**INFORMATION PROVIDED:**
((
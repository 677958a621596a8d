//! Heartbeat logging for long-running processes
//!
//! Generalizes the reference codebase's single-process heartbeat helper so
//! `BotSupervisor` can emit one periodic summary line (bots running,
//! maintenance state) without a per-tick log line per bot (spec §4.7, SPEC_FULL A6).

use std::time::Duration;

use chrono::{DateTime, Utc};

/// Tracks heartbeat intervals for periodic status logging.
pub struct Heartbeat {
    interval: Duration,
    last_beat: DateTime<Utc>,
}

impl Heartbeat {
    /// Create a new heartbeat with the given interval in seconds.
    pub fn new(interval_secs: u64) -> Self {
        Self {
            interval: Duration::from_secs(interval_secs),
            last_beat: Utc::now(),
        }
    }

    /// Check if enough time has passed since the last beat.
    pub fn should_beat(&self) -> bool {
        let elapsed = Utc::now().signed_duration_since(self.last_beat);
        elapsed.to_std().unwrap_or_default() >= self.interval
    }

    /// Record a heartbeat at the current time.
    pub fn beat(&mut self) {
        self.last_beat = Utc::now();
    }

    /// Reset the heartbeat timer (alias for `beat`).
    pub fn reset(&mut self) {
        self.beat();
    }
}

#[cfg(test)]
mod tests {
    use super::*;

    #[test]
    fn does_not_beat_before_interval_elapses() {
        let hb = Heartbeat::new(300);
        assert!(!hb.should_beat());
    }

    #[test]
    fn beats_immediately_with_zero_interval() {
        let hb = Heartbeat::new(0);
        assert!(hb.should_beat());
    }

    #[test]
    fn reset_postpones_next_beat() {
        let mut hb = Heartbeat::new(0);
        assert!(hb.should_beat());
        hb.reset();
        assert!(hb.should_beat()); // interval is still 0s, so it beats again immediately
    }
}
//! OrderIdAllocator (C3)
//!
//! Per-bot monotonically increasing client-order-id generator whose every
//! value carries the bot's unique prefix (spec §4.2).

use std::sync::atomic::{AtomicI64, Ordering};
use std::time::{SystemTime, UNIX_EPOCH};

use dashmap::DashMap;
use tracing::warn;

use crate::domain::{BotId, ClientOrderId};

/// Suffix kind appended to a failsafe id (spec §4.2).
#[derive(Debug, Clone, Copy, PartialEq, Eq)]
pub enum FailsafeKind {
    Stop,
    Target,
}

impl FailsafeKind {
    fn suffix(self) -> i64 {
        match self {
            FailsafeKind::Stop => 1001,
            FailsafeKind::Target => 1002,
        }
    }
}

/// Persists a per-bot counter alongside the bot's prefix. Each call
/// atomically increments the counter and returns `prefix * 10^k + counter`
/// (spec §4.2).
pub struct OrderIdAllocator {
    counters: DashMap<BotId, AtomicI64>,
}

impl OrderIdAllocator {
    pub fn new() -> Self {
        Self {
            counters: DashMap::new(),
        }
    }

    fn next_counter(&self, bot_id: BotId) -> i64 {
        let counter = self
            .counters
            .entry(bot_id)
            .or_insert_with(|| AtomicI64::new(1));
        counter.fetch_add(1, Ordering::SeqCst)
    }

    /// `nextId(botId)` - the base client-order-id for a new entry order.
    pub fn next_id(&self, bot_id: BotId, prefix: i64) -> ClientOrderId {
        let counter = self.next_counter(bot_id);
        ClientOrderId::new(compose(prefix, counter, 6))
    }

    /// `nextStopId(botId) = nextId . 1000 + 999` (spec §4.2).
    pub fn next_stop_id(&self, bot_id: BotId, prefix: i64) -> ClientOrderId {
        let base = self.next_id(bot_id, prefix).0;
        ClientOrderId::new(base * 1000 + 999)
    }

    /// `nextTakeProfitId(botId, i) = nextId . 10 + (i+1)` (spec §4.2).
    pub fn next_take_profit_id(&self, bot_id: BotId, prefix: i64, index: u32) -> ClientOrderId {
        let base = self.next_id(bot_id, prefix).0;
        ClientOrderId::new(base * 10 + i64::from(index) + 1)
    }

    /// `nextFailsafeId(botId, kind) = nextId . 10000 + (1001|1002)` (spec §4.2).
    pub fn next_failsafe_id(&self, bot_id: BotId, prefix: i64, kind: FailsafeKind) -> ClientOrderId {
        let base = self.next_id(bot_id, prefix).0;
        ClientOrderId::new(base * 10000 + kind.suffix())
    }

    /// Emergency fallback used when the normal allocation path is unavailable.
    /// Never fails; logs a warning and still returns a usable id (spec §4.2).
    pub fn emergency_fallback(prefix: i64, suffix: i64) -> ClientOrderId {
        warn!(
            "[OrderIdAllocator] falling back to emergency id generation for prefix {}",
            prefix
        );
        let seconds = SystemTime::now()
            .duration_since(UNIX_EPOCH)
            .map(|d| d.as_secs() as i64)
            .unwrap_or(0);
        let base = seconds % 1_000_000;
        ClientOrderId::new(compose(prefix, base, 6) * 10 + suffix % 10)
    }
}

impl Default for OrderIdAllocator {
    fn default() -> Self {
        Self::new()
    }
}

/// Compose `prefix * 10^digits + counter`, where `digits` is chosen large
/// enough that `counter` never collides with the prefix's own digits
/// (spec §4.2: "`k` is large enough to never collide").
fn compose(prefix: i64, counter: i64, digits: u32) -> i64 {
    prefix * 10i64.pow(digits) + counter
}

#[cfg(test)]
mod tests {
    use super::*;

    #[test]
    fn ids_are_monotonically_increasing_per_bot() {
        let allocator = OrderIdAllocator::new();
        let a = allocator.next_id(BotId(1), 4217).0;
        let b = allocator.next_id(BotId(1), 4217).0;
        assert!(b > a);
    }

    #[test]
    fn counters_are_independent_per_bot() {
        let allocator = OrderIdAllocator::new();
        let a = allocator.next_id(BotId(1), 4217).0;
        let b = allocator.next_id(BotId(2), 9981).0;
        assert_ne!(a, b);
    }

    #[test]
    fn every_issued_id_starts_with_the_bot_prefix() {
        let allocator = OrderIdAllocator::new();
        for _ in 0..5 {
            let id = allocator.next_id(BotId(1), 4217);
            assert!(id.starts_with_prefix(4217));
        }
    }

    #[test]
    fn stop_and_take_profit_ids_follow_the_spec_formulas() {
        let allocator = OrderIdAllocator::new();
        let stop = allocator.next_stop_id(BotId(1), 4217);
        assert_eq!(stop.0 % 1000, 999);

        let tp0 = allocator.next_take_profit_id(BotId(1), 4217, 0);
        assert_eq!(tp0.0 % 10, 1);
        let tp1 = allocator.next_take_profit_id(BotId(1), 4217, 1);
        assert_eq!(tp1.0 % 10, 2);
    }

    #[test]
    fn failsafe_ids_carry_the_right_suffix() {
        let allocator = OrderIdAllocator::new();
        let stop = allocator.next_failsafe_id(BotId(1), 4217, FailsafeKind::Stop);
        assert_eq!(stop.0 % 10000, 1001);
        let target = allocator.next_failsafe_id(BotId(1), 4217, FailsafeKind::Target);
        assert_eq!(target.0 % 10000, 1002);
    }

    #[test]
    fn emergency_fallback_never_fails_and_keeps_prefix() {
        let id = OrderIdAllocator::emergency_fallback(4217, 1001);
        assert!(id.starts_with_prefix(4217));
    }
}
))
**THE PROBLEM:** Reproduce the material above precisely, omitting nothing.

**WRITTEN ANSWER:**
repository 677958a621596a8d
//! Heartbeat logging for long-running processes
//!
//! Generalizes the reference codebase's single-process heartbeat helper so
//! `BotSupervisor` can emit one periodic summary line (bots running,
//! maintenance state) without a per-tick log line per bot (spec §4.7, SPEC_FULL A6).

use std::time::Duration;

use chrono::{DateTime, Utc};

/// Tracks heartbeat intervals for periodic status logging.
pub struct Heartbeat {
    interval: Duration,
    last_beat: DateTime<Utc>,
}

impl Heartbeat {
    /// Create a new heartbeat with the given interval in seconds.
    pub fn new(interval_secs: u64) -> Self {
        Self {
            interval: Duration::from_secs(interval_secs),
            last_beat: Utc::now(),
        }
    }

    /// Check if enough time has passed since the last beat.
    pub fn should_beat(&self) -> bool {
        let elapsed = Utc::now().signed_duration_since(self.last_beat);
        elapsed.to_std().unwrap_or_default() >= self.interval
    }

    /// Record a heartbeat at the current time.
    pub fn beat(&mut self) {
        self.last_beat = Utc::now();
    }

    /// Reset the heartbeat timer (alias for `beat`).
    pub fn reset(&mut self) {
        self.beat();
    }
}

#[cfg(test)]
mod tests {
    use super::*;

    #[test]
    fn does_not_beat_before_interval_elapses() {
        let hb = Heartbeat::new(300);
        assert!(!hb.should_beat());
    }

    #[test]
    fn beats_immediately_with_zero_interval() {
        let hb = Heartbeat::new(0);
        assert!(hb.should_beat());
    }

    #[test]
    fn reset_postpones_next_beat() {
        let mut hb = Heartbeat::new(0);
        assert!(hb.should_beat());
        hb.reset();
        assert!(hb.should_beat()); // interval is still 0s, so it beats again immediately
    }
}
//! OrderIdAllocator (C3)
//!
//! Per-bot monotonically increasing client-order-id generator whose every
//! value carries the bot's unique prefix (spec §4.2).

use std::sync::atomic::{AtomicI64, Ordering};
use std::time::{SystemTime, UNIX_EPOCH};

use dashmap::DashMap;
use tracing::warn;

use crate::domain::{BotId, ClientOrderId};

/// Suffix kind appended to a failsafe id (spec §4.2).
#[derive(Debug, Clone, Copy, PartialEq, Eq)]
pub enum FailsafeKind {
    Stop,
    Target,
}

impl FailsafeKind {
    fn suffix(self) -> i64 {
        match self {
            FailsafeKind::Stop => 1001,
            FailsafeKind::Target => 1002,
        }
    }
}

/// Persists a per-bot counter alongside the bot's prefix. Each call
/// atomically increments the counter and returns `prefix * 10^k + counter`
/// (spec §4.2).
pub struct OrderIdAllocator {
    counters: DashMap<BotId, AtomicI64>,
}

impl OrderIdAllocator {
    pub fn new() -> Self {
        Self {
            counters: DashMap::new(),
        }
    }

    fn next_counter(&self, bot_id: BotId) -> i64 {
        let counter = self
            .counters
            .entry(bot_id)
            .or_insert_with(|| AtomicI64::new(1));
        counter.fetch_add(1, Ordering::SeqCst)
    }

    /// `nextId(botId)` - the base client-order-id for a new entry order.
    pub fn next_id(&self, bot_id: BotId, prefix: i64) -> ClientOrderId {
        let counter = self.next_counter(bot_id);
        ClientOrderId::new(compose(prefix, counter, 6))
    }

    /// `nextStopId(botId) = nextId . 1000 + 999` (spec §4.2).
    pub fn next_stop_id(&self, bot_id: BotId, prefix: i64) -> ClientOrderId {
        let base = self.next_id(bot_id, prefix).0;
        ClientOrderId::new(base * 1000 + 999)
    }

    /// `nextTakeProfitId(botId, i) = nextId . 10 + (i+1)` (spec §4.2).
    pub fn next_take_profit_id(&self, bot_id: BotId, prefix: i64, index: u32) -> ClientOrderId {
        let base = self.next_id(bot_id, prefix).0;
        ClientOrderId::new(base * 10 + i64::from(index) + 1)
    }

    /// `nextFailsafeId(botId, kind) = nextId . 10000 + (1001|1002)` (spec §4.2).
    pub fn next_failsafe_id(&self, bot_id: BotId, prefix: i64, kind: FailsafeKind) -> ClientOrderId {
        let base = self.next_id(bot_id, prefix).0;
        ClientOrderId::new(base * 10000 + kind.suffix())
    }

    /// Emergency fallback used when the normal allocation path is unavailable.
    /// Never fails; logs a warning and still returns a usable id (spec §4.2).
    pub fn emergency_fallback(prefix: i64, suffix: i64) -> ClientOrderId {
        warn!(
            "[OrderIdAllocator] falling back to emergency id generation for prefix {}",
            prefix
        );
        let seconds = SystemTime::now()
            .duration_since(UNIX_EPOCH)
            .map(|d| d.as_secs() as i64)
            .unwrap_or(0);
        let base = seconds % 1_000_000;
        ClientOrderId::new(compose(prefix, base, 6) * 10 + suffix % 10)
    }
}

impl Default for OrderIdAllocator {
    fn default() -> Self {
        Self::new()
    }
}

/// Compose `prefix * 10^digits + counter`, where `digits` is chosen large
/// enough that `counter` never collides with the prefix's own digits
/// (spec §4.2: "`k` is large enough to never collide").
fn compose(prefix: i64, counter: i64, digits: u32) -> i64 {
    prefix * 10i64.pow(digits) + counter
}

#[cfg(test)]
mod tests {
    use super::*;

    #[test]
    fn ids_are_monotonically_increasing_per_bot() {
        let allocator = OrderIdAllocator::new();
        let a = allocator.next_id(BotId(1), 4217).0;
        let b = allocator.next_id(BotId(1), 4217).0;
        assert!(b > a);
    }

    #[test]
    fn counters_are_independent_per_bot() {
        let allocator = OrderIdAllocator::new();
        let a = allocator.next_id(BotId(1), 4217).0;
        let b = allocator.next_id(BotId(2), 9981).0;
        assert_ne!(a, b);
    }

    #[test]
    fn every_issued_id_starts_with_the_bot_prefix() {
        let allocator = OrderIdAllocator::new();
        for _ in 0..5 {
            let id = allocator.next_id(BotId(1), 4217);
            assert!(id.starts_with_prefix(4217));
        }
    }

    #[test]
    fn stop_and_take_profit_ids_follow_the_spec_formulas() {
        let allocator = OrderIdAllocator::new();
        let stop = allocator.next_stop_id(BotId(1), 4217);
        assert_eq!(stop.0 % 1000, 999);

        let tp0 = allocator.next_take_profit_id(BotId(1), 4217, 0);
        assert_eq!(tp0.0 % 10, 1);
        let tp1 = allocator.next_take_profit_id(BotId(1), 4217, 1);
        assert_eq!(tp1.0 % 10, 2);
    }

    #[test]
    fn failsafe_ids_carry_the_right_suffix() {
        let allocator = OrderIdAllocator::new();
        let stop = allocator.next_failsafe_id(BotId(1), 4217, FailsafeKind::Stop);
        assert_eq!(stop.0 % 10000, 1001);
        let target = allocator.next_failsafe_id(BotId(1), 4217, FailsafeKind::Target);
        assert_eq!(target.0 % 10000, 1002);
    }

    #[test]
    fn emergency_fallback_never_fails_and_keeps_prefix() {
        let id = OrderIdAllocator::emergency_fallback(4217, 1001);
        assert!(id.starts_with_prefix(4217));
    }
}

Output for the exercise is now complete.